What’s illegal in most countries is permitted here. Child migrant labor has been documented in the 48 contiguous states. Seasonal work originates in the southernmost states in late winter where it is warm and migrates north as the weather changes. Every few weeks as families move, children leave school and friends behind. If you’ve had onions (Texas), cucumbers (Ohio or Michigan), peppers (Tennessee), grapes (California), mushrooms (Pennsylvania), beets (Minnesota), or cherries (Washington), you’ve probably eaten food harvested by children.
This isn’t a slavery issue, or an immigration issue per se. What’s remarkable is that most of the migrant child farmworkers are American citizens trying to help their families. This is a poverty issue and it gets to the heart of what we, as consumers, see as the “right price” to pay for food. 
Children earn about $1,000 per year for working an average of 30 hours a week, according to the U.S. Department of Labor. When you consider that the average annual pay for a migrant family of four is $12,500-$14,500, it’s apparent why some families feel they have no choice but to bring their children into the fields with them.
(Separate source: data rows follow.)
//! The root of a declared database: one session, many data-access interfaces.

use once_cell::unsync::OnceCell;
use tracing::{debug, info};

use crate::{
    Connection, Dao, DaoDeclaration, Entity, EntityDescriptor, OperationTable, RecordDeclaration,
    Session, SessionConfig, StorageError,
};

/// A database interface: its entity set and its accessors.
#[derive(Debug, Clone)]
pub struct DatabaseDeclaration {
    pub name: String,
    pub version: u32,
    /// Entities in the order their tables are created.
    pub entities: Vec<RecordDeclaration>,
    pub accessors: Vec<DaoDeclaration>,
}

impl DatabaseDeclaration {
    pub fn new(name: impl Into<String>) -> Self {
        Self {
            name: name.into(),
            version: 1,
            entities: Vec::new(),
            accessors: Vec::new(),
        }
    }

    pub fn version(mut self, version: u32) -> Self {
        self.version = version;
        self
    }

    pub fn entity<T: Entity>(self) -> Self {
        self.record(T::declaration())
    }

    pub fn record(mut self, declaration: RecordDeclaration) -> Self {
        self.entities.push(declaration);
        self
    }

    pub fn accessor(mut self, accessor: DaoDeclaration) -> Self {
        self.accessors.push(accessor);
        self
    }
}

struct Accessor {
    declaration: DaoDeclaration,
    table: OnceCell<OperationTable>,
}

/// An open database. Owns its [`Session`]; every [`Dao`] borrows from it.
pub struct Database<C: Connection> {
    name: String,
    version: u32,
    session: Session<C>,
    accessors: Vec<Accessor>,
}

impl<C: Connection> Database<C> {
    /// Build every entity descriptor, then open the session and create the
    /// tables. Accessors are validated on first use.
    pub fn open(
        connection: C,
        declaration: DatabaseDeclaration,
        config: &SessionConfig,
    ) -> Result<Self, StorageError> {
        let DatabaseDeclaration {
            name,
            version,
            entities,
            accessors,
        } = declaration;

        let descriptors = entities
            .iter()
            .map(EntityDescriptor::build)
            .collect::<Result<Vec<_>, _>>()?;

        info!(database = %name, version, entities = descriptors.len(), "opening database");
        let session = Session::new(connection, descriptors, config)?;

        Ok(Self {
            name,
            version,
            session,
            accessors: accessors
                .into_iter()
                .map(|declaration| Accessor {
                    declaration,
                    table: OnceCell::new(),
                })
                .collect(),
        })
    }

    pub fn name(&self) -> &str {
        &self.name
    }

    pub fn version(&self) -> u32 {
        self.version
    }

    pub fn session(&self) -> &Session<C> {
        &self.session
    }

    /// The data-access interface named `name`, building its dispatch table
    /// on first access.
    pub fn dao(&self, name: &str) -> Result<Dao<'_, C>, StorageError> {
        let accessor = self
            .accessors
            .iter()
            .find(|a| a.declaration.name == name)
            .ok_or_else(|| StorageError::UnknownAccessor(name.to_string()))?;

        let table = accessor.table.get_or_try_init(|| {
            debug!(database = %self.name, accessor = name, "building dispatch table");
            OperationTable::build(&accessor.declaration, &self.session)
        })?;
        Ok(Dao::new(&self.session, table))
    }

    pub fn close(mut self) -> Result<(), StorageError> {
        info!(database = %self.name, "closing database");
        self.session.close()
    }
}

#[cfg(test)]
mod tests {
    use super::*;
    use crate::session::tests::RecordingConnection;
    use crate::{
        Argument, FieldDeclaration, OperationDeclaration, Output, Record, ReturnContract,
        SchemaError,
    };

    fn user() -> RecordDeclaration {
        RecordDeclaration::new("User")
            .entity(None)
            .unique(["name"])
            .field(
                FieldDeclaration::new("id", "i64")
                    .primary_key(true)
                    .auto_increment(true),
            )
            .field(FieldDeclaration::new("name", "String"))
    }

    fn app() -> DatabaseDeclaration {
        DatabaseDeclaration::new("AppDatabase")
            .record(user())
            .accessor(
                DaoDeclaration::new("UserDao")
                    .operation(OperationDeclaration::insert("add").returns(ReturnContract::Bool))
                    .operation(
                        OperationDeclaration::query("count", "SELECT COUNT(*) FROM user")
                            .returns(ReturnContract::Int),
                    ),
            )
            .accessor(
                DaoDeclaration::new("BrokenDao").operation(OperationDeclaration::new("nothing")),
            )
    }

    #[test]
    fn open_creates_tables_before_any_accessor_is_used() {
        let conn = RecordingConnection::default();
        let db = Database::open(conn.clone(), app(), &SessionConfig::default()).unwrap();
        assert_eq!(db.name(), "AppDatabase");
        assert_eq!(db.version(), 1);
        assert_eq!(conn.calls(), vec!["timeout", "execute"]);
        assert_eq!(db.session().descriptors().len(), 1);
    }

    #[test]
    fn record_without_entity_metadata_aborts_open() {
        let conn = RecordingConnection::default();
        let decl = DatabaseDeclaration::new("Bad")
            .record(RecordDeclaration::new("Plain").field(FieldDeclaration::new("x", "i32")));
        let err = Database::open(conn.clone(), decl, &SessionConfig::default())
            .err()
            .unwrap();
        assert!(matches!(
            err,
            StorageError::Schema(SchemaError::MissingEntityMetadata(name)) if name == "Plain"
        ));
        assert!(conn.calls().is_empty());
    }

    #[test]
    fn accessors_are_validated_lazily() {
        let conn = RecordingConnection::default();
        let db = Database::open(conn, app(), &SessionConfig::default()).unwrap();

        assert!(matches!(
            db.dao("BrokenDao").err().unwrap(),
            StorageError::UnannotatedOperation(_)
        ));
        assert!(db.dao("UserDao").is_ok());
    }

    #[test]
    fn dao_dispatches_through_the_shared_session() {
        let conn = RecordingConnection::default();
        let db = Database::open(conn.clone(), app(), &SessionConfig::default()).unwrap();
        *conn.query_output.borrow_mut() = Some(Output::Int(4));

        let users = db.dao("UserDao").unwrap();
        let added = users
            .call(
                "add",
                &[Argument::Record(Record::new("User").with_value("name", "john"))],
            )
            .unwrap();
        assert_eq!(added, Output::Bool(true));

        let again = db.dao("UserDao").unwrap();
        assert_eq!(again.call("count", &[]).unwrap(), Output::Int(4));
        assert_eq!(again.name(), "UserDao");
    }

    #[test]
    fn unknown_accessor_is_rejected() {
        let conn = RecordingConnection::default();
        let db = Database::open(conn, app(), &SessionConfig::default()).unwrap();
        assert!(matches!(
            db.dao("Nope").err().unwrap(),
            StorageError::UnknownAccessor(name) if name == "Nope"
        ));
    }

    #[test]
    fn close_releases_the_connection() {
        let conn = RecordingConnection::default();
        let db = Database::open(conn.clone(), app(), &SessionConfig::default()).unwrap();
        db.close().unwrap();
        assert_eq!(conn.calls().last().map(String::as_str), Some("close"));
    }
}
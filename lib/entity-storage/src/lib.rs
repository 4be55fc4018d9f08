//! Entity Storage - declarative record mapping over an embedded SQL store.
//!
//! Record types declare their table shape with `#[derive(Entity)]`; data-access
//! interfaces declare their operations as [`DaoDeclaration`]s. A [`Database`]
//! materializes the tables through one [`Session`] and dispatches every call
//! to generated or literal SQL.
//!
//! # Core Concepts
//!
//! - **Descriptor**: the validated column layout of an entity
//!   ([`EntityDescriptor`]), built once from its declaration.
//! - **Session**: one connection plus the entity set it serves. Every
//!   mutation runs in its own transaction.
//! - **Dispatch table**: each data-access operation is validated once and
//!   bound to a handler ([`OperationTable`]).
//!
//! # Backends
//!
//! Backends implement [`Connection`] and [`RowCursor`]. The sqlite backend
//! lives in `entity-storage-sqlite`.

#![cfg_attr(
    test,
    allow(clippy::unwrap_used, clippy::expect_used, clippy::unwrap_in_result)
)]

mod config;
mod database;
mod descriptor;
mod dispatch;
mod entity;
mod error;
mod resolver;
mod session;
pub mod sql;
mod value;

pub use config::{
    ConnectionConfig, DEFAULT_DATABASE_PATH, DEFAULT_STATEMENT_TIMEOUT_MS, SessionConfig,
};
pub use database::{Database, DatabaseDeclaration};
pub use descriptor::{
    EntityAttributes, EntityDescriptor, FieldDeclaration, FieldDescriptor, RecordDeclaration,
    ValueKind,
};
pub use dispatch::{
    Capability, Dao, DaoDeclaration, DefaultBody, OperationDeclaration, OperationDescriptor,
    OperationKind, OperationTable,
};
pub use entity::Entity;
pub use error::{SchemaError, StorageError};
pub use resolver::{Output, Resolver, ReturnContract, RowCursor};
pub use session::{Connection, Session};
pub use sql::{ConflictStrategy, Statement};
pub use value::{Argument, Record, Value};

// Re-export derive macro
pub use entity_storage_derive::Entity;
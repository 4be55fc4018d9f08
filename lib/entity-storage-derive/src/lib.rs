use proc_macro::TokenStream;
use proc_macro2::TokenStream as TokenStream2;
use quote::quote;
use syn::{Data, DeriveInput, Fields, LitStr, parse_macro_input};

/// Table-level metadata from `#[entity(...)]`.
struct EntityAttr {
    table: Option<String>,
    unique_groups: Vec<Vec<String>>,
}

/// Column flags from `#[column(...)]`.
#[derive(Default)]
struct ColumnAttr {
    primary_key: bool,
    auto_increment: bool,
    skip: bool,
}

/// Parse `#[entity(table = "...", unique(a, b), ...)]`. Returns `None` when
/// the type carries no entity attribute.
fn parse_entity_attr(input: &DeriveInput) -> syn::Result<Option<EntityAttr>> {
    let mut parsed = None;
    for attr in &input.attrs {
        if !attr.path().is_ident("entity") {
            continue;
        }
        let entity = parsed.get_or_insert_with(|| EntityAttr {
            table: None,
            unique_groups: Vec::new(),
        });
        // A bare `#[entity]` only marks the type.
        if matches!(attr.meta, syn::Meta::Path(_)) {
            continue;
        }
        attr.parse_nested_meta(|meta| {
            if meta.path.is_ident("table") {
                let lit: LitStr = meta.value()?.parse()?;
                entity.table = Some(lit.value());
                Ok(())
            } else if meta.path.is_ident("unique") {
                let mut group = Vec::new();
                meta.parse_nested_meta(|column| {
                    let ident = column
                        .path
                        .get_ident()
                        .ok_or_else(|| column.error("expected a field name"))?;
                    group.push(field_name(ident));
                    Ok(())
                })?;
                if group.is_empty() {
                    return Err(meta.error("unique group must name at least one field"));
                }
                entity.unique_groups.push(group);
                Ok(())
            } else {
                Err(meta.error("unsupported entity attribute, expected `table` or `unique`"))
            }
        })?;
    }
    Ok(parsed)
}

fn parse_column_attr(field: &syn::Field) -> syn::Result<ColumnAttr> {
    let mut column = ColumnAttr::default();
    for attr in &field.attrs {
        if !attr.path().is_ident("column") {
            continue;
        }
        attr.parse_nested_meta(|meta| {
            if meta.path.is_ident("primary_key") {
                column.primary_key = true;
            } else if meta.path.is_ident("auto_increment") {
                column.auto_increment = true;
            } else if meta.path.is_ident("skip") {
                column.skip = true;
            } else {
                return Err(meta.error(
                    "unsupported column attribute, expected `primary_key`, `auto_increment` or `skip`",
                ));
            }
            Ok(())
        })?;
    }
    Ok(column)
}

/// Field name as serde sees it (raw identifiers lose their `r#`).
fn field_name(ident: &syn::Ident) -> String {
    let name = ident.to_string();
    name.strip_prefix("r#").map(str::to_string).unwrap_or(name)
}

/// Type name with whitespace removed, e.g. `Option<i64>`.
fn type_name(ty: &syn::Type) -> String {
    quote!(#ty).to_string().replace(' ', "")
}

fn expand(input: &DeriveInput) -> syn::Result<TokenStream2> {
    let name = &input.ident;
    let name_str = name.to_string();
    let (impl_generics, ty_generics, where_clause) = input.generics.split_for_impl();

    let fields = match &input.data {
        Data::Struct(data) => match &data.fields {
            Fields::Named(fields) => &fields.named,
            _ => {
                return Err(syn::Error::new_spanned(
                    name,
                    "Entity only supports structs with named fields",
                ));
            }
        },
        _ => {
            return Err(syn::Error::new_spanned(
                name,
                "Entity only supports structs",
            ));
        }
    };

    let entity_setup = match parse_entity_attr(input)? {
        None => quote! {},
        Some(entity) => {
            let table = match entity.table {
                Some(table) => quote! { ::core::option::Option::Some(#table) },
                None => quote! { ::core::option::Option::None },
            };
            let groups = entity.unique_groups.iter().map(|group| {
                quote! { .unique([#(#group),*]) }
            });
            quote! { .entity(#table) #(#groups)* }
        }
    };

    let mut field_decls = Vec::new();
    for field in fields {
        let column = parse_column_attr(field)?;
        if column.skip {
            continue;
        }
        let Some(ident) = field.ident.as_ref() else {
            continue;
        };
        let field_str = field_name(ident);
        let type_str = type_name(&field.ty);
        let primary_key = column.primary_key;
        let auto_increment = column.auto_increment;
        field_decls.push(quote! {
            .field(
                entity_storage::FieldDeclaration::new(#field_str, #type_str)
                    .primary_key(#primary_key)
                    .auto_increment(#auto_increment)
            )
        });
    }

    Ok(quote! {
        impl #impl_generics entity_storage::Entity for #name #ty_generics #where_clause {
            fn entity_name() -> &'static str {
                #name_str
            }

            fn declaration() -> entity_storage::RecordDeclaration {
                entity_storage::RecordDeclaration::new(#name_str)
                    #entity_setup
                    #(#field_decls)*
            }
        }
    })
}

/// Derive macro for the `Entity` trait.
///
/// Reads table metadata from `#[entity(...)]` and column flags from
/// `#[column(...)]`, and generates `entity_name()` and `declaration()`.
/// Validation (supported kinds, key rules, unique groups) happens when the
/// declaration is built into a descriptor, not at expansion time.
///
/// ## Attributes
///
/// - `#[entity]` / `#[entity(table = "...")]` - mark the type as an entity;
///   the table defaults to the lower-cased type name
/// - `#[entity(unique(a, b))]` - a UNIQUE constraint; repeat for more groups
/// - `#[column(primary_key)]`, `#[column(auto_increment)]` - key flags
/// - `#[column(skip)]` - leave the field out of the table
///
/// ## Example
///
/// ```text
/// #[derive(Entity, Serialize, Deserialize)]
/// #[entity(table = "user", unique(name))]
/// struct User {
///     #[column(primary_key, auto_increment)]
///     pub id: i64,
///     pub name: String,
/// }
/// ```
#[proc_macro_derive(Entity, attributes(entity, column))]
pub fn derive_entity(input: TokenStream) -> TokenStream {
    let input = parse_macro_input!(input as DeriveInput);
    expand(&input)
        .unwrap_or_else(syn::Error::into_compile_error)
        .into()
}
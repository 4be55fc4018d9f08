//! SQLite implementation of `Connection`.

use std::time::Duration;

use entity_storage::{Connection, ConnectionConfig, Output, Resolver, RowCursor, StorageError, Value};
use rusqlite::params_from_iter;
use tracing::{debug, info};

use crate::bind::{from_sql, to_sql};

/// Wrapper around `rusqlite::Connection` that implements [`Connection`].
#[derive(Debug)]
pub struct SqliteConnection(rusqlite::Connection);

impl SqliteConnection {
    /// Open a database file (created if missing) or a private in-memory
    /// database.
    pub fn open(config: impl Into<ConnectionConfig>) -> Result<Self, StorageError> {
        let connection = match config.into() {
            ConnectionConfig::Path(path) => {
                info!(path = %path.display(), "opening sqlite database");
                rusqlite::Connection::open(&path)?
            }
            ConnectionConfig::InMemory => {
                info!("opening in-memory sqlite database");
                rusqlite::Connection::open_in_memory()?
            }
        };
        Ok(Self(connection))
    }

    /// Get the inner rusqlite connection.
    pub fn inner(&self) -> &rusqlite::Connection {
        &self.0
    }
}

/// Forward-only cursor over the rows of one prepared statement.
struct SqliteCursor<'stmt> {
    columns: Vec<String>,
    rows: rusqlite::Rows<'stmt>,
}

impl RowCursor for SqliteCursor<'_> {
    fn columns(&self) -> &[String] {
        &self.columns
    }

    fn next_row(&mut self) -> Result<Option<Vec<Value>>, StorageError> {
        let Some(row) = self.rows.next()? else {
            return Ok(None);
        };
        let mut values = Vec::with_capacity(self.columns.len());
        for (idx, column) in self.columns.iter().enumerate() {
            values.push(from_sql(row.get_ref(idx)?, column)?);
        }
        Ok(Some(values))
    }
}

impl Connection for SqliteConnection {
    fn execute(&self, sql: &str, params: &[Value]) -> Result<usize, StorageError> {
        let rows = self.0.execute(sql, params_from_iter(params.iter().map(to_sql)))?;
        Ok(rows)
    }

    fn query(
        &self,
        sql: &str,
        params: &[Value],
        resolver: &Resolver,
    ) -> Result<Output, StorageError> {
        let mut stmt = self.0.prepare(sql)?;
        let columns = stmt
            .column_names()
            .into_iter()
            .map(str::to_string)
            .collect();
        let rows = stmt.query(params_from_iter(params.iter().map(to_sql)))?;
        let mut cursor = SqliteCursor { columns, rows };
        resolver.resolve(&mut cursor)
    }

    fn begin(&self) -> Result<(), StorageError> {
        self.0.execute_batch("BEGIN")?;
        Ok(())
    }

    fn commit(&self) -> Result<(), StorageError> {
        self.0.execute_batch("COMMIT")?;
        Ok(())
    }

    fn rollback(&self) -> Result<(), StorageError> {
        debug!("rolling back transaction");
        self.0.execute_batch("ROLLBACK")?;
        Ok(())
    }

    fn is_autocommit(&self) -> bool {
        self.0.is_autocommit()
    }

    /// SQLite has no per-statement deadline; the busy timeout bounds lock
    /// waits only.
    fn set_statement_timeout(&self, timeout: Duration) -> Result<(), StorageError> {
        self.0.busy_timeout(timeout)?;
        Ok(())
    }

    fn close(self) -> Result<(), StorageError> {
        self.0.close().map_err(|(_, e)| StorageError::from(e))
    }
}

#[cfg(test)]
mod tests {
    use super::*;

    #[test]
    fn transaction_state_follows_begin_and_rollback() {
        let conn = SqliteConnection::open(ConnectionConfig::InMemory).unwrap();
        assert!(conn.is_autocommit());
        conn.begin().unwrap();
        assert!(!conn.is_autocommit());
        conn.rollback().unwrap();
        assert!(conn.is_autocommit());
    }

    #[test]
    fn query_hands_columns_and_rows_to_the_resolver() {
        let conn = SqliteConnection::open(ConnectionConfig::InMemory).unwrap();
        conn.execute("CREATE TABLE t (n INTEGER)", &[]).unwrap();
        for n in [1, 2, 3] {
            conn.execute("INSERT INTO t (n) VALUES (?)", &[Value::Integer(n)])
                .unwrap();
        }
        let out = conn
            .query("SELECT SUM(n) FROM t WHERE n > ?", &[Value::Integer(1)], &Resolver::Long)
            .unwrap();
        assert_eq!(out, Output::Long(5));
    }

    #[test]
    fn statement_timeout_sets_the_busy_timeout() {
        let conn = SqliteConnection::open(ConnectionConfig::InMemory).unwrap();
        conn.set_statement_timeout(Duration::from_millis(1500))
            .unwrap();
        let busy: i64 = conn
            .inner()
            .query_row("PRAGMA busy_timeout", [], |row| row.get(0))
            .unwrap();
        assert_eq!(busy, 1500);
    }

    #[test]
    fn close_consumes_the_connection() {
        let conn = SqliteConnection::open(ConnectionConfig::InMemory).unwrap();
        conn.close().unwrap();
    }
}
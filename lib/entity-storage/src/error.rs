use thiserror::Error;

/// Errors raised while turning a record declaration into an `EntityDescriptor`.
#[derive(Error, Debug, Clone, PartialEq, Eq)]
pub enum SchemaError {
    #[error("Missing entity metadata on {0}")]
    MissingEntityMetadata(String),

    #[error("Unsupported value kind `{type_name}` for field {entity}.{field}")]
    UnsupportedFieldKind {
        entity: String,
        field: String,
        type_name: String,
    },

    #[error("Duplicate field {entity}.{field}")]
    DuplicateField { entity: String, field: String },

    #[error("Field {entity}.{field} is auto-increment but not a primary key")]
    AutoIncrementWithoutPrimaryKey { entity: String, field: String },

    #[error("Auto-increment field {entity}.{field} must have an integer kind")]
    AutoIncrementNotInteger { entity: String, field: String },

    #[error("Auto-increment field {entity}.{field} cannot be part of a composite key")]
    AutoIncrementInCompositeKey { entity: String, field: String },

    #[error("Unique group on {entity} references unknown field {field}")]
    UnknownUniqueField { entity: String, field: String },

    #[error("Empty unique group on {0}")]
    EmptyUniqueGroup(String),
}

#[derive(Error, Debug)]
pub enum StorageError {
    #[error("Schema error: {0}")]
    Schema(#[from] SchemaError),

    #[error("Entity {0} has no primary key")]
    MissingPrimaryKey(String),

    #[error("Entity {0} has no non-key columns to update")]
    NothingToUpdate(String),

    #[error("Operation {operation} declares {count} capabilities")]
    AmbiguousCapability { operation: String, count: usize },

    #[error("Operation {0} has no capability and no default body")]
    UnannotatedOperation(String),

    #[error("Operation {operation} cannot return {contract}")]
    UnsupportedReturnContract { operation: String, contract: String },

    #[error("Query returned no rows")]
    NoSuchRow,

    #[error("Session is closed")]
    SessionClosed,

    #[error("Unsupported value kind {kind} in {context}")]
    UnsupportedValueKind { context: String, kind: &'static str },

    #[error("Unknown entity: {0}")]
    UnknownEntity(String),

    #[error("Entity {0} is declared more than once")]
    DuplicateEntity(String),

    #[error("Operation {0} is declared more than once")]
    DuplicateOperation(String),

    #[error("Unknown operation: {0}")]
    UnknownOperation(String),

    #[error("Unknown accessor: {0}")]
    UnknownAccessor(String),

    #[error("Invalid arguments for {operation}: {reason}")]
    InvalidArguments { operation: String, reason: String },

    #[error("Return mismatch: expected {expected}, got {actual}")]
    ReturnMismatch {
        expected: &'static str,
        actual: String,
    },

    #[error("Serialization error: {0}")]
    SerializationError(#[from] serde_json::Error),

    #[error("Storage error: {0}")]
    StorageError(String),
}

#[cfg(feature = "sqlite")]
impl From<rusqlite::Error> for StorageError {
    fn from(e: rusqlite::Error) -> Self {
        StorageError::StorageError(e.to_string())
    }
}
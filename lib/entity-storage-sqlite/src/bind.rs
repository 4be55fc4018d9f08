//! Conversion between entity-storage values and SQLite values.

use entity_storage::{StorageError, Value};
use rusqlite::types::{Value as SqlValue, ValueRef};

/// Convert a parameter for binding. Booleans are stored as 0/1.
pub(crate) fn to_sql(value: &Value) -> SqlValue {
    match value {
        Value::Null => SqlValue::Null,
        Value::Integer(n) => SqlValue::Integer(*n),
        Value::Real(f) => SqlValue::Real(*f),
        Value::Text(s) => SqlValue::Text(s.clone()),
        Value::Bool(b) => SqlValue::Integer(i64::from(*b)),
    }
}

/// Convert a column value read from a row.
pub(crate) fn from_sql(value: ValueRef<'_>, column: &str) -> Result<Value, StorageError> {
    match value {
        ValueRef::Null => Ok(Value::Null),
        ValueRef::Integer(n) => Ok(Value::Integer(n)),
        ValueRef::Real(f) => Ok(Value::Real(f)),
        ValueRef::Text(bytes) => std::str::from_utf8(bytes)
            .map(|s| Value::Text(s.to_string()))
            .map_err(|e| StorageError::StorageError(format!("column {column}: {e}"))),
        ValueRef::Blob(_) => Err(StorageError::UnsupportedValueKind {
            context: format!("column {column}"),
            kind: "blob",
        }),
    }
}

#[cfg(test)]
mod tests {
    use super::*;

    #[test]
    fn booleans_bind_as_integers() {
        assert_eq!(to_sql(&Value::Bool(true)), SqlValue::Integer(1));
        assert_eq!(to_sql(&Value::Bool(false)), SqlValue::Integer(0));
        assert_eq!(to_sql(&Value::Null), SqlValue::Null);
    }

    #[test]
    fn text_columns_read_as_text() {
        assert_eq!(
            from_sql(ValueRef::Text(b"john"), "name").unwrap(),
            Value::Text("john".to_string())
        );
    }

    #[test]
    fn blob_columns_are_unsupported() {
        assert!(matches!(
            from_sql(ValueRef::Blob(&[1, 2]), "payload"),
            Err(StorageError::UnsupportedValueKind { kind: "blob", .. })
        ));
    }
}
Half of these kids will not graduate from high school because they’re always moving around, perpetuating the cycle of poverty that caused them to be day laborers in the first place.
Read More

so much about this!
eta: i don’t wanna tag this class, rather than labour, migrant etc
Being back in food security- peasant-farm networks for the 1st time since I was a kid in a [white, australian] farmhand family, is really prompting clarity on how argrian class is it’s own type of class, distinct from - and usually the poor, browner cousin of - much of what online type class talk is about. 
And it’s at different stages in various countries to - depending whether the country is collapsing back into feudalism or hardly ever left or still has large peasant populations.
so of course it’s about migration or at least race [depending on where]. and, if not exactly the popular image of slavery, at least about families of landless peasant status working in entire economies where no one takes for granted the wealthier white nations benchmarks of class with citizen benefits & urban post-industrialized consumerism.
Marxism has such focus on definition, on being able to stage ‘war’ while ultimately remaining secure within a very industrialized, politically stable, unstated white, culturally homogenous, and family politics invisible framework. Which was never true for Marxists realities either, to be fair.
But there is a sense, to class warriors in western white societies since, that society just exists, classes are layers within it and the issue is fighting for a piece of the pie with room for only one true class champion [you don’t want to be too high, or to low, in Marx’s moral code].
Which leaves little room for the agrarian working poor who even his class warriors prefer to undervalue. Especially if they’re also migrants, especially if they’re also working as whole families not ‘male adult ideal labour subjects’.
They can’t avoid exposing the contradictions of western white Marxist type ‘class warriors’. They challenge not just class, but the single issue class warriors whole assumptions about western society just existing in the background of their class war, by simply existing themselves. They live extremely hard working poverty that’s less lumpenprole, than a limbo labour state between multiple unstable economies and unwelcoming societies.
Some people online think that just looking at this with also race politics, also rural politics, also whichever politics until you got your intersectional checklists covered - addresses this. but it doesn’t automatically.
because I see plenty people doing that, like trying to copy one of the WOC who is good at it, still using class like it can only mean the Marx kind. Then still getting angry at the person for having contractions in their argrarian experience. Or saying they get it, then minimizing how that particular farm labour childhood shapes education, status, expectations, social norms etc. - based on their experiences as urban marginal poor. 
So they still do things like judging these parents with ‘the simple solution is for them to not work - any parent who would allow this is wrong’ . Which, aside from being impractical - is promoting a notion about who can be proud of their family, and their labours, which is imo hard for some kids to reconcille when they do grow up.
i wonder if this is why even the ones who have or get citizenship, then get the scholarships, have trouble with ambition.  Like lots of ethical conflict, and social anxiety about work, and the ties you’d have to make for social mobility to sustain that work.
this is rambling. as always there’s more to make sense of than i think i can articulate well.
eta2: why is it called whistleblow, who are you meant to blow the whistle on? Yourself, if you eat? I loved unionism and what ‘class war’ i was able to accomplish doing it but…bloody class warriors and not dealing with farm labour. 

occupyallstreets:

Whistleblowing Wednesday: Children As Young As Six Harvest 25 Percent of U.S. Crops

Knowing the farmer who grows your food has become an important tenet of the modern food movement, but precious little attention is paid to the people who actually pick the crops or “process” the chickens or fillet the fish. U Roberto Romano’s poignant film, The Harvest/La Cosecha (2011), being screened across the country for Farmworker Awareness Week (March 24-29), informs us that nearly 500,000 children as young as six harvest up to 25 percent of all crops in the United States.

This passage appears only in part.